Elle avait délibérément choisi son sort ; elle repoussait avec une sourde angoisse l’idée que Jean pourrait cesser d’être son unique amour ; elle ne se résignait pas à cette tiédeur imperceptible et sournoise qui s’infiltrait entre eux. Au fond, se disait-elle, aller au théâtre avec Gaston ne diminue pas mon attachement qui reste intact, et intacte aussi, ma résolution de suivre jusqu’au bout la même route. Mais cette fièvre qui l’avait maintenue trépidante et heureuse au commencement, où s’en était-elle allée ? Elle s’affolait de n’en plus rien sentir. Le phénomène était-il inévitable ? Un sentiment pur comme le sien, né d’un tel désir de consolation, d’assistance, ne pouvait-il demeurer fort, entier, parfait ?

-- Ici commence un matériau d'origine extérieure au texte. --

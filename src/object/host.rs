//! Host boundary
//!
//! Hooks for a binding layer that hands arrays to, and receives arrays from,
//! a host environment with its own garbage collector.
//!
//! * Host memory is aliased, never copied, with [`Array::from_foreign`]. The
//!   host keeps ownership: native handles must not outlive it.
//! * Shared storage crosses to the host as a [`HostRef`]. A host reference
//!   counts as one owner, exactly like a [`SharedArray`], and decrements the
//!   same counter, so storage is freed once whichever side lets go last.
//! * Every shared type has its host reference: [`HostRef2d`] for
//!   [`SharedArray2d`], [`SparseHostRef`] and [`SparseHostRef2d`] for the
//!   sparse arrays, and a plain [`HostRef`] for [`VArray`]. Multi-buffer
//!   references hold one [`HostRef`] per buffer.

use std::ffi::c_void;
use std::ptr::NonNull;
use std::sync::Arc;

use super::{
    checked_len, Array, Array2d, Dense, Element, Index, Role, SharedArray, SharedArray2d,
    SharedSparseArray, SharedSparseArray2d, Storage, VArray,
};
use crate::lang::ArrayResult;

/// One host-held reference to shared storage
///
/// Not `Clone`: every `HostRef` stands for one unit of the owner count.
/// Use [`HostRef::retain`] to hand out another one. A `HostRef` must be
/// given back with [`HostRef::release`] or [`HostRef::to_shared`]; dropping
/// it leaks the reference.
#[must_use = "dropping a HostRef leaks its reference"]
pub struct HostRef<T: Element> {
    ptr: NonNull<Storage<T>>,
}

unsafe impl<T: Element> Send for HostRef<T> {}
unsafe impl<T: Element> Sync for HostRef<T> {}

impl<T: Element> SharedArray<T> {
    /// Turn this handle into a host reference, keeping the owner count
    pub fn into_host(self) -> HostRef<T> {
        let storage = Arc::clone(self.storage());
        storage.acquire();
        drop(self);

        // SAFETY: Arc::into_raw never returns null
        let ptr = unsafe { NonNull::new_unchecked(Arc::into_raw(storage) as *mut Storage<T>) };
        HostRef { ptr }
    }
}

impl<T: Element> HostRef<T> {
    fn storage(&self) -> &Storage<T> {
        // SAFETY: a live HostRef holds one strong count on the allocation
        unsafe { self.ptr.as_ref() }
    }

    /// Increment the owner count, returning the new reference
    pub fn retain(&self) -> HostRef<T> {
        // SAFETY: as above; the new strong count belongs to the returned ref
        unsafe { Arc::increment_strong_count(self.ptr.as_ptr() as *const Storage<T>) };
        self.storage().acquire();
        HostRef { ptr: self.ptr }
    }

    /// Decrement the owner count, freeing the storage if this was the last
    /// owner on either side
    ///
    /// Returns whether the storage was freed.
    pub fn release(self) -> ArrayResult<bool> {
        // SAFETY: takes back the strong count owned by self
        let storage = unsafe { Arc::from_raw(self.ptr.as_ptr() as *const Storage<T>) };
        storage.release()
    }

    /// Hand this reference back to native code
    pub fn to_shared(self) -> SharedArray<T> {
        // SAFETY: the strong and owner counts move over to the SharedArray
        let storage = unsafe { Arc::from_raw(self.ptr.as_ptr() as *const Storage<T>) };
        SharedArray::from_storage(storage)
    }

    /// Hand this reference back to native code as a resizable array
    pub fn to_varray(self) -> VArray<T> {
        VArray::from(self.to_shared())
    }

    pub fn ref_count(&self) -> usize {
        self.storage().owners()
    }

    pub fn len(&self) -> usize {
        self.storage().size()
    }

    pub fn is_empty(&self) -> bool {
        self.len() == 0
    }

    /// Opaque pointer for a binding layer to store
    pub fn into_raw(self) -> *const c_void {
        self.ptr.as_ptr() as *const c_void
    }

    /// Rebuild a reference from [`HostRef::into_raw`]
    ///
    /// # Safety
    ///
    /// `ptr` must come from `HostRef::<T>::into_raw`, with the same `T`, and
    /// each pointer obtained that way may be turned back into a `HostRef`
    /// once.
    pub unsafe fn from_raw(ptr: *const c_void) -> Option<Self> {
        NonNull::new(ptr as *mut Storage<T>).map(|ptr| HostRef { ptr })
    }
}

impl<T: Element> VArray<T> {
    /// Turn this handle into a host reference, keeping the owner count
    ///
    /// The host sees the size at the time of each call; resizing through
    /// other native handles stays visible.
    pub fn into_host(self) -> HostRef<T> {
        self.into_shared().into_host()
    }
}

/// One host-held reference to a [`SharedArray2d`]
#[must_use = "dropping a HostRef2d leaks its reference"]
pub struct HostRef2d<T: Element> {
    inner: HostRef<T>,
    n_rows: usize,
    n_cols: usize,
}

impl<T: Element> SharedArray2d<T> {
    /// Turn this handle into a host reference, keeping the owner count
    pub fn into_host(self) -> HostRef2d<T> {
        let (n_rows, n_cols) = self.shape();
        HostRef2d {
            inner: self.as_shared().clone().into_host(),
            n_rows,
            n_cols,
        }
    }
}

impl<T: Element> HostRef2d<T> {
    pub fn shape(&self) -> (usize, usize) {
        (self.n_rows, self.n_cols)
    }

    pub fn ref_count(&self) -> usize {
        self.inner.ref_count()
    }

    pub fn retain(&self) -> HostRef2d<T> {
        HostRef2d {
            inner: self.inner.retain(),
            n_rows: self.n_rows,
            n_cols: self.n_cols,
        }
    }

    /// See [`HostRef::release`]
    pub fn release(self) -> ArrayResult<bool> {
        self.inner.release()
    }

    /// Hand this reference back to native code
    ///
    /// Fails if the storage no longer holds `n_rows * n_cols` elements, in
    /// which case the reference is released.
    pub fn to_shared(self) -> ArrayResult<SharedArray2d<T>> {
        SharedArray2d::from_shared(self.n_rows, self.n_cols, self.inner.to_shared())
    }
}

/// One host-held reference to a [`SharedSparseArray`]
#[must_use = "dropping a SparseHostRef leaks its references"]
pub struct SparseHostRef<T: Element> {
    size: usize,
    indices: HostRef<Index>,
    values: HostRef<T>,
}

impl<T: Element> SharedSparseArray<T> {
    /// Turn this handle into a host reference, keeping the owner counts of
    /// both buffers
    pub fn into_host(self) -> SparseHostRef<T> {
        let size = self.size();
        let (indices, values) = self.into_parts();
        SparseHostRef {
            size,
            indices: indices.into_host(),
            values: values.into_host(),
        }
    }
}

impl<T: Element> SparseHostRef<T> {
    pub fn size(&self) -> usize {
        self.size
    }

    pub fn nnz(&self) -> usize {
        self.values.len()
    }

    pub fn ref_count(&self) -> usize {
        self.values.ref_count()
    }

    pub fn retain(&self) -> SparseHostRef<T> {
        SparseHostRef {
            size: self.size,
            indices: self.indices.retain(),
            values: self.values.retain(),
        }
    }

    /// Release both buffers, returning whether the values were freed
    pub fn release(self) -> ArrayResult<bool> {
        let indices = self.indices.release();
        let values = self.values.release();
        indices?;
        values
    }

    /// Hand this reference back to native code, checking the structure
    pub fn to_shared(self) -> ArrayResult<SharedSparseArray<T>> {
        SharedSparseArray::from_parts(self.size, self.indices.to_shared(), self.values.to_shared())
    }
}

/// One host-held reference to a [`SharedSparseArray2d`]
#[must_use = "dropping a SparseHostRef2d leaks its references"]
pub struct SparseHostRef2d<T: Element> {
    n_rows: usize,
    n_cols: usize,
    row_indices: HostRef<Index>,
    indices: HostRef<Index>,
    values: HostRef<T>,
}

impl<T: Element> SharedSparseArray2d<T> {
    /// Turn this handle into a host reference, keeping the owner counts of
    /// all three buffers
    pub fn into_host(self) -> SparseHostRef2d<T> {
        let (n_rows, n_cols) = self.shape();
        let (row_indices, indices, values) = self.into_parts();
        SparseHostRef2d {
            n_rows,
            n_cols,
            row_indices: row_indices.into_host(),
            indices: indices.into_host(),
            values: values.into_host(),
        }
    }
}

impl<T: Element> SparseHostRef2d<T> {
    pub fn shape(&self) -> (usize, usize) {
        (self.n_rows, self.n_cols)
    }

    pub fn nnz(&self) -> usize {
        self.values.len()
    }

    pub fn ref_count(&self) -> usize {
        self.values.ref_count()
    }

    pub fn retain(&self) -> SparseHostRef2d<T> {
        SparseHostRef2d {
            n_rows: self.n_rows,
            n_cols: self.n_cols,
            row_indices: self.row_indices.retain(),
            indices: self.indices.retain(),
            values: self.values.retain(),
        }
    }

    /// Release all three buffers, returning whether the values were freed
    pub fn release(self) -> ArrayResult<bool> {
        let row_indices = self.row_indices.release();
        let indices = self.indices.release();
        let values = self.values.release();
        row_indices?;
        indices?;
        values
    }

    /// Hand this reference back to native code, checking the structure
    pub fn to_shared(self) -> ArrayResult<SharedSparseArray2d<T>> {
        SharedSparseArray2d::from_parts(
            self.n_rows,
            self.n_cols,
            self.row_indices.to_shared(),
            self.indices.to_shared(),
            self.values.to_shared(),
        )
    }
}

impl<T: Element> Array<T> {
    /// Alias `len` elements of host memory, without copying
    ///
    /// The result is a view: it never frees the memory and cannot be released
    /// to shared ownership. Copy it with [`SharedArray::from_copy`] to keep
    /// the data beyond the host's lifetime.
    ///
    /// # Safety
    ///
    /// `ptr` must be valid for reads and writes of `len` elements, not be
    /// accessed through other means while native handles use it, and outlive
    /// the returned array and every view taken from it.
    ///
    /// # Panics
    ///
    /// Panics if `ptr` is null and `len` is not zero.
    pub unsafe fn from_foreign(ptr: *mut T, len: usize) -> Self {
        let ptr = match NonNull::new(ptr) {
            Some(ptr) => ptr,
            None if len == 0 => NonNull::dangling(),
            None => panic!("null host pointer for {len} elements"),
        };
        let storage = Storage::foreign(ptr, len);
        let epoch = storage.epoch();
        Array::from_parts(storage, 0, len, Role::View { epoch })
    }
}

impl<T: Element> Array2d<T> {
    /// Alias a row-major `n_rows` by `n_cols` block of host memory
    ///
    /// # Safety
    ///
    /// See [`Array::from_foreign`], for `n_rows * n_cols` elements.
    pub unsafe fn from_foreign(ptr: *mut T, n_rows: usize, n_cols: usize) -> ArrayResult<Self> {
        let len = checked_len(n_rows, n_cols)?;
        Array2d::from_array(n_rows, n_cols, Array::from_foreign(ptr, len))
    }
}

macro_rules! host_hooks {
    ( $( $ty:ty => $retain:ident, $release:ident );* $(;)? ) => {
        $(
            /// Retain a host reference, returning the new one or null
            ///
            /// # Safety
            ///
            /// `ptr` must be a live host reference of this element type.
            #[no_mangle]
            pub unsafe extern "C" fn $retain(ptr: *const c_void) -> *const c_void {
                match HostRef::<$ty>::from_raw(ptr) {
                    Some(host) => {
                        let other = host.retain();
                        let _ = host.into_raw();
                        other.into_raw()
                    }
                    None => std::ptr::null(),
                }
            }

            /// Release a host reference: 1 if this freed the storage, 0 if
            /// not, -1 on error
            ///
            /// # Safety
            ///
            /// `ptr` must be a live host reference of this element type and is
            /// no longer valid afterwards.
            #[no_mangle]
            pub unsafe extern "C" fn $release(ptr: *const c_void) -> i32 {
                let Some(host) = HostRef::<$ty>::from_raw(ptr) else {
                    return -1;
                };
                match host.release() {
                    Ok(freed) => freed as i32,
                    Err(e) => {
                        log::error!("{e}");
                        -1
                    }
                }
            }
        )*
    };
}

host_hooks! {
    f64 => tick_array_retain_f64, tick_array_release_f64;
    f32 => tick_array_retain_f32, tick_array_release_f32;
    i64 => tick_array_retain_i64, tick_array_release_i64;
    u64 => tick_array_retain_u64, tick_array_release_u64;
    i32 => tick_array_retain_i32, tick_array_release_i32;
    u32 => tick_array_retain_u32, tick_array_release_u32;
    i16 => tick_array_retain_i16, tick_array_release_i16;
    u16 => tick_array_retain_u16, tick_array_release_u16;
}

Le jeu des complexités sentimentales se poursuivait en elle. Comment s’avouer qu’elle attendait avec plus de trépidation une soirée au théâtre avec Gaston, qu’une après-midi dans le salon de Jean ? À ce dernier elle avait consacré ses lundis, ses jeudis ; une routine, une habitude. De l’autre côté s’offraient les ressources de l’imprévu magique, des soirées brillantes, des retours joyeux, avec la lune qui se penchait parfois sur la rue, au-dessus de la ligne brisée des toits et des cheminées.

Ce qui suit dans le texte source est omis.